WHAT THIS TASK INVOLVES:
Look through the data below and work out how many lines hold "status"; state only the number.

(Data items)

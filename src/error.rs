//! Error types
//!
//! Two layers: [`ProviderError`] classifies the outcome of a single provider
//! call, [`TeardownError`] is what aborts a whole run.

use crate::resource::ResourceType;
use thiserror::Error;

/// Result type alias for run-level operations.
pub type Result<T> = std::result::Result<T, TeardownError>;

/// Classification of a failed provider call.
#[derive(Debug, Clone, Error, PartialEq, Eq)]
pub enum ProviderError {
    /// The resource does not exist (any more).
    #[error("resource not found")]
    NotFound,

    /// The caller lacks permission, or the API is disabled for the project.
    #[error("permission denied: {0}")]
    PermissionDenied(String),

    /// Timeout, rate limit, 5xx or network failure. Retried next pass.
    #[error("transient provider error: {0}")]
    Transient(String),

    /// Any other 4xx, e.g. a resource still in use by another resource.
    #[error("request rejected with status {status}: {message}")]
    Rejected { status: u16, message: String },

    /// The asynchronous operation finished, but with an error.
    #[error("operation failed: {0}")]
    OperationFailed(String),

    /// Locally detected structural error. The only fatal class.
    #[error("invalid request: {0}")]
    Invalid(String),

    /// The run was cancelled while the call was outstanding.
    #[error("cancelled")]
    Cancelled,
}

impl ProviderError {
    /// Structural errors abort the run; everything else is per-item.
    pub fn is_fatal(&self) -> bool {
        matches!(self, Self::Invalid(_))
    }

    /// Whether a retry with the same idempotency token may still succeed.
    pub fn is_transient(&self) -> bool {
        matches!(self, Self::Transient(_))
    }

    /// Build an error from an HTTP status and (already extracted) message.
    pub fn from_status(status: u16, message: impl Into<String>) -> Self {
        let message = message.into();
        match status {
            404 | 410 => Self::NotFound,
            401 | 403 => Self::PermissionDenied(message),
            408 | 429 => Self::Transient(format!("{status}: {message}")),
            500..=599 => Self::Transient(format!("{status}: {message}")),
            _ => Self::Rejected { status, message },
        }
    }
}

/// Errors that abort a teardown run.
#[derive(Debug, Error)]
pub enum TeardownError {
    #[error("invalid configuration: {0}")]
    Config(String),

    #[error("malformed list filter: {0}")]
    MalformedFilter(String),

    #[error("no driver registered for {0}")]
    MissingDriver(ResourceType),

    #[error("dependency cycle between steps: {0}")]
    DependencyCycle(String),

    #[error("{context}: {source}")]
    Provider {
        context: String,
        #[source]
        source: ProviderError,
    },

    /// Raised to unwind the current pass. Never escapes [`crate::destroy::Reconciler::run`].
    #[error("teardown cancelled")]
    Cancelled,
}

impl TeardownError {
    pub fn provider(context: impl Into<String>, source: ProviderError) -> Self {
        Self::Provider {
            context: context.into(),
            source,
        }
    }
}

EXERCISE SOLUTION:
8